Beberapa negara, seperti Kanada, Jepang, dan Uni Eropa, semakin mendekat ke China sebagai upaya meminimalisasi dampak tarif AS dan sebagai sekutu dalam menjaga perdagangan bebas dan globalisasi. Bahkan, tokoh-tokoh berpengaruh di AS seperti Elon Musk dan Bill Ackman, yang merupakan donatur besar Trump, meminta Presiden AS untuk meninjau kembali kebijakan tarifnya karena dampak negatifnya terhadap perekonomian AS.
Dampak Negatif bagi AS
Sentimen buruk di pasar modal global akibat perang tarif semakin memperburuk situasi bagi AS. JPMorgan Chase menaikkan probabilitas resesi di AS dari 40 persen menjadi 60 persen, sementara Goldman Sachs menaikkannya dari 35 persen menjadi 45 persen. Kekhawatiran ini juga dirasakan oleh kalangan bisnis dan masyarakat AS. Survei menunjukkan bahwa sebagian besar warga AS meyakini kebijakan tarif akan menaikkan harga barang dan jasa, dan survei lain menunjukkan bahwa separuh responden AS menilai tarif terhadap China berdampak buruk bagi AS.
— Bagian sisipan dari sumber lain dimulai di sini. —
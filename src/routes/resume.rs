//! # 선생님 이력서 라우트 핸들러
//!
//! - `GET /api/v1/teacher/resume` → 내 이력서 (없으면 빈 이력서)
//! - `PUT /api/v1/teacher/resume` → 내 이력서 저장

use axum::{extract::State, Json};

use crate::{db, error::AppError, middleware::auth::AuthUser, models::*, state::AppState, validation};

/// 빈 문자열은 저장하지 않습니다.
fn non_empty(value: Option<String>) -> Option<String> {
    value
        .map(|v| v.trim().to_string())
        .filter(|v| !v.is_empty())
}

pub async fn get_my_resume(
    State(state): State<AppState>,
    auth: AuthUser,
) -> Result<Json<TeacherResume>, AppError> {
    let teacher = auth.require_teacher()?;

    let resume = db::resumes::get_resume(&state.pool, &teacher.uid)
        .await?
        .unwrap_or_else(|| TeacherResume {
            id: teacher.uid.clone(),
            ..Default::default()
        });
    Ok(Json(resume))
}

pub async fn save_my_resume(
    State(state): State<AppState>,
    auth: AuthUser,
    Json(req): Json<SaveResumeRequest>,
) -> Result<Json<TeacherResume>, AppError> {
    let teacher = auth.require_teacher()?;
    validation::validate_resume(&req)?;

    // 검증을 통과했으므로 연차는 0 이상
    let years = |v: Option<i64>| v.and_then(|y| u32::try_from(y).ok());

    let resume = TeacherResume {
        id: teacher.uid.clone(),
        short_bio: non_empty(req.short_bio),
        instruments_taught: non_empty(Some(req.instruments_taught)),
        music_genres: non_empty(Some(req.music_genres)),
        years_teaching: years(req.years_teaching),
        formal_education: non_empty(req.formal_education),
        teaching_philosophy: non_empty(req.teaching_philosophy),
        years_performing: years(req.years_performing),
        band_orchestra_memberships: non_empty(req.band_orchestra_memberships),
        certifications: non_empty(req.certifications),
        honors_memberships: non_empty(req.honors_memberships),
    };

    let saved = db::resumes::save_resume(&state.pool, &teacher.uid, resume).await?;
    Ok(Json(saved))
}
//! # 데이터 모델 모듈
//!
//! 애플리케이션에서 사용하는 데이터 구조체(struct)들을 정의합니다.
//! 각 하위 모듈은 특정 도메인의 데이터 타입을 담당합니다:
//! - `routine`: 연습 루틴 템플릿과 섹션
//! - `student`: 학생 레코드와 학생 관리 요청
//! - `practice_log`: 일일 연습 기록
//! - `resume`: 선생님 이력서
//! - `user`: 세션 사용자, 로그인/회원가입, 계정 설정 요청
//! - `preferences`: 테마/언어 환경설정
//!
//! 저장소에 기록되는 구조체는 모두 camelCase JSON으로 직렬화됩니다.

pub mod practice_log;
pub mod preferences;
pub mod resume;
pub mod routine;
pub mod student;
pub mod user;

pub use practice_log::*;
pub use preferences::*;
pub use resume::*;
pub use routine::*;
pub use student::*;
pub use user::*;
use sqlx::SqlitePool;

use crate::services::session::SessionStore;

// #[derive(Clone)]: Axum의 State Extractor는 내부적으로 AppState를 clone하므로 필수입니다.
// SqlitePool과 SessionStore는 둘 다 Arc로 공유되므로 clone해도 같은 대상을 가리킵니다.

/// 애플리케이션 공유 상태
///
/// 모든 요청 핸들러가 `State(state): State<AppState>`로 접근합니다.
#[derive(Clone)]
pub struct AppState {
    /// key-value 저장소가 들어 있는 SQLite 연결 풀
    pub pool: SqlitePool,
    /// JWT 토큰 서명용 비밀키
    pub jwt_secret: String,
    /// 로그인 세션 저장소 (프로세스 메모리)
    pub sessions: SessionStore,
    /// 액세스 토큰 유효 시간 (시간)
    pub session_ttl_hours: i64,
}
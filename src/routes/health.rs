//! # 헬스체크(Health Check) 핸들러
//!
//! ## 엔드포인트
//! - `GET /api/v1/health` → `{ "status": "ok", "storage": "ok" }`
//!
//! 저장소에 간단한 쿼리를 보내 key-value 테이블이 응답하는지도 함께 확인합니다.

use axum::{extract::State, http::StatusCode, Json};
use serde_json::{json, Value};

use crate::state::AppState;

/// `GET /health`: 서버와 저장소 상태를 확인합니다.
///
/// 저장소가 응답하지 않으면 503과 함께 `"storage": "unavailable"`을 돌려줍니다.
pub async fn health_check(State(state): State<AppState>) -> (StatusCode, Json<Value>) {
    match sqlx::query("SELECT COUNT(*) FROM kv_store")
        .execute(&state.pool)
        .await
    {
        Ok(_) => (
            StatusCode::OK,
            Json(json!({ "status": "ok", "storage": "ok" })),
        ),
        Err(e) => {
            tracing::error!("Storage health check failed: {}", e);
            (
                StatusCode::SERVICE_UNAVAILABLE,
                Json(json!({ "status": "degraded", "storage": "unavailable" })),
            )
        }
    }
}
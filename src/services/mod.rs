//! # 서비스(비즈니스 로직) 모듈
//!
//! 라우트 핸들러와 저장소 사이의 로직을 담습니다.
//! - `progress`: 과제 기간, 진도율, 차트 데이터 계산 (순수 함수)
//! - `session`: 메모리 세션 저장소와 선생님 자격 증명
//! - `seed`: 데모 데이터

pub mod progress;
pub mod seed;
pub mod session;
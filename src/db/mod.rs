//! # 데이터베이스 접근 계층 (Data Access Layer)
//!
//! 저장소와 직접 상호작용하는 함수들을 모아둔 모듈입니다.
//! 라우트 핸들러(routes/)에서 이 모듈의 함수를 호출합니다.
//!
//! 각 하위 모듈:
//! - `storage`: key-value 저장소의 JSON get/set (기본값 대체 포함)
//! - `routines`: 루틴 템플릿 컬렉션
//! - `students`: 학생 컬렉션 (배정, 진도 기록 포함)
//! - `practice_logs`: 일일 연습 기록 컬렉션
//! - `resumes`: 선생님 이력서 맵
//! - `preferences`: 테마/언어 설정

pub mod practice_logs;
pub mod preferences;
pub mod resumes;
pub mod routines;
pub mod storage;
pub mod students;

use sqlx::sqlite::{SqliteConnectOptions, SqlitePoolOptions};
use sqlx::SqlitePool;
use std::str::FromStr;

/// SQLite 연결 풀을 만들고 마이그레이션까지 실행합니다.
///
/// `?mode=rwc`가 없어도 `create_if_missing(true)`로 파일을 생성합니다.
pub async fn connect(database_url: &str, max_connections: u32) -> Result<SqlitePool, sqlx::Error> {
    let options = SqliteConnectOptions::from_str(database_url)?.create_if_missing(true);

    let pool = SqlitePoolOptions::new()
        .max_connections(max_connections)
        .connect_with(options)
        .await?;

    tracing::info!("Running database migrations...");
    sqlx::migrate!("./migrations").run(&pool).await?;

    Ok(pool)
}

/// 테스트용 인메모리 DB
///
/// `sqlite::memory:`는 연결마다 별도의 DB가 생기므로 연결을 하나로 제한합니다.
#[cfg(test)]
pub(crate) async fn test_pool() -> SqlitePool {
    connect("sqlite::memory:", 1).await.unwrap()
}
Situasi ini menimbulkan risiko elektoral bagi Partai Republik dan pemerintahan Trump. Janji Trump untuk menekan inflasi dan harga bertolak belakang dengan kenyataan yang terjadi, yang dapat membuat Partai Republik kehilangan dukungan di Pemilu Sela 2026. Berbeda dengan China yang memiliki sistem politik yang stabil, AS menghadapi risiko politik yang dapat menghambat upaya mereka dalam perang tarif.
Sentimen negatif di Wall Street dan protes dari rakyat AS semakin memperkuat pandangan bahwa China lebih unggul dalam menghadapi perang tarif ini. Kemampuan China untuk mengambil langkah yang padu dan berkelanjutan, tanpa terhambat oleh risiko elektoral, menjadi faktor kunci dalam ketahanan mereka menghadapi tekanan AS.
Kesimpulannya, meskipun perang tarif tidak memiliki pemenang yang sesungguhnya, China menunjukkan ketahanan dan kestabilan yang lebih besar dibandingkan AS dalam menghadapi konflik ini. Dampak negatif yang dirasakan AS, baik secara ekonomi maupun politik, menunjukkan bahwa strategi AS dalam perang tarif ini kurang efektif dibandingkan strategi China.